**WHAT YOU WILL DO:**
Beneath this task is a listing. State how many of its lines include the string "PathBuf", giving nothing but the number.

**EXERCISE INPUTS:**

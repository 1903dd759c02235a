//! Shared types and utilities for publish path resolution.
//!
//! This crate provides common functionality used across all publish-resolver crates:
//! - Slash normalization and case-insensitive root prefix matching
//! - Pipeline configuration locations
//! - Shared constants and error types

pub mod constants;
pub mod error;
pub mod path_utils;

// Re-export commonly used items at crate root
pub use constants::*;
pub use error::PathError;
pub use path_utils::{
    config_core_dir, file_name, normalize_separators, path_cache_offset, read_config_file,
    strip_root_ignore_case, trim_trailing_separators,
};
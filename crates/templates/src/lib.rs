//! Path templates and sequence abstraction.
//!
//! This crate provides the template side of path resolution:
//! - `Template` / `TemplateMatcher` - The contract a template engine fulfils
//! - `PatternTemplate` / `TemplateSet` - A regex-backed template engine
//! - `SequenceAbstractor` - Collapses per-frame paths to one canonical path
//!
//! # Sequence Abstraction
//!
//! Every frame of a rendered sequence is its own file on disk, but the
//! registry only knows the sequence once. Fields flagged as *abstract* (frame
//! numbers, eye, ...) are replaced by their default value so that all frames
//! resolve to the same path.

pub mod error;
pub mod pattern;
pub mod sequence;
pub mod template;

pub use error::TemplateError;
pub use pattern::{PatternTemplate, TemplateField, TemplateSet};
pub use sequence::SequenceAbstractor;
pub use template::{Template, TemplateMatcher};
//! Shared constants used across publish-resolver crates.

/// Root name reserved for the project's main storage.
pub const PRIMARY_ROOT_NAME: &str = "primary";

/// Name under which the `primary` root is known to the registry.
pub const PRIMARY_STORAGE_ALIAS: &str = "Tank";

/// Pipeline configuration directory, relative to a project or studio root.
pub const CONFIG_CORE_DIR: [&str; 3] = ["tank", "config", "core"];

/// Storage roots file inside the project's core configuration directory.
pub const ROOTS_FILE: &str = "roots.yml";

/// Registry connection file inside the studio's core configuration directory.
pub const SHOTGUN_CONFIG_FILE: &str = "shotgun.yml";

/// App store connection file inside the studio's core configuration directory.
pub const APP_STORE_CONFIG_FILE: &str = "app_store.yml";

/// Map a root name to the storage name used in registry queries.
pub fn storage_name_for_root(root_name: &str) -> &str {
    if root_name == PRIMARY_ROOT_NAME {
        PRIMARY_STORAGE_ALIAS
    } else {
        root_name
    }
}

#[cfg(test)]
mod tests {
    use super::*;

    #[test]
    fn test_storage_name_for_primary() {
        assert_eq!(storage_name_for_root("primary"), "Tank");
    }

    #[test]
    fn test_storage_name_for_other_roots() {
        assert_eq!(storage_name_for_root("renders"), "renders");
        // Only the exact lowercase name is aliased
        assert_eq!(storage_name_for_root("Primary"), "Primary");
    }
}
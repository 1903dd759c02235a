//! Dependency edges between publishes.

use std::path::PathBuf;

use publish_resolver_registry::{entity, field, Record};
use serde_json::{Map, Value};

use crate::error::PublishError;
use crate::find::find_publish;
use crate::matcher::MatchResult;
use crate::toolkit::Toolkit;

/// Links a publish to the publishes of the files it depends on.
#[derive(Debug, Clone, Copy)]
pub struct DependencyLinker<'a> {
    toolkit: &'a Toolkit,
}

impl<'a> DependencyLinker<'a> {
    /// Create a linker for a project.
    ///
    /// # Arguments
    /// * `toolkit` - Project toolkit
    pub fn new(toolkit: &'a Toolkit) -> Self {
        Self { toolkit }
    }

    /// Create one dependency edge per dependency path that has a publish.
    ///
    /// All paths are looked up together. Paths without a publish are
    /// dropped; a path listed twice gets two edges.
    ///
    /// # Arguments
    /// * `publish` - The depending publish
    /// * `dependency_paths` - Files `publish` depends on
    ///
    /// # Returns
    /// Number of edges created.
    pub fn link(&self, publish: &Record, dependency_paths: &[PathBuf]) -> Result<usize, PublishError> {
        if dependency_paths.is_empty() {
            return Ok(0);
        }

        let matches: MatchResult = find_publish(self.toolkit, dependency_paths, &[], &[])?;

        let mut created: usize = 0;
        for path in dependency_paths {
            let Some(dependency) = matches.get(path) else {
                log::debug!("No publish for dependency {}, skipping", path.display());
                continue;
            };

            let mut data: Map<String, Value> = Map::new();
            data.insert(field::DEPENDENT_PUBLISH.into(), publish.entity_ref().to_value());
            data.insert(field::DEPENDENCY_PUBLISH.into(), dependency.entity_ref().to_value());
            self.toolkit.registry().create(entity::DEPENDENCY, data)?;
            created += 1;
        }

        log::debug!(
            "Linked publish {} to {} of {} dependencies",
            publish.id(),
            created,
            dependency_paths.len()
        );
        Ok(created)
    }
}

**OUTPUT FOR THIS TASK:**
2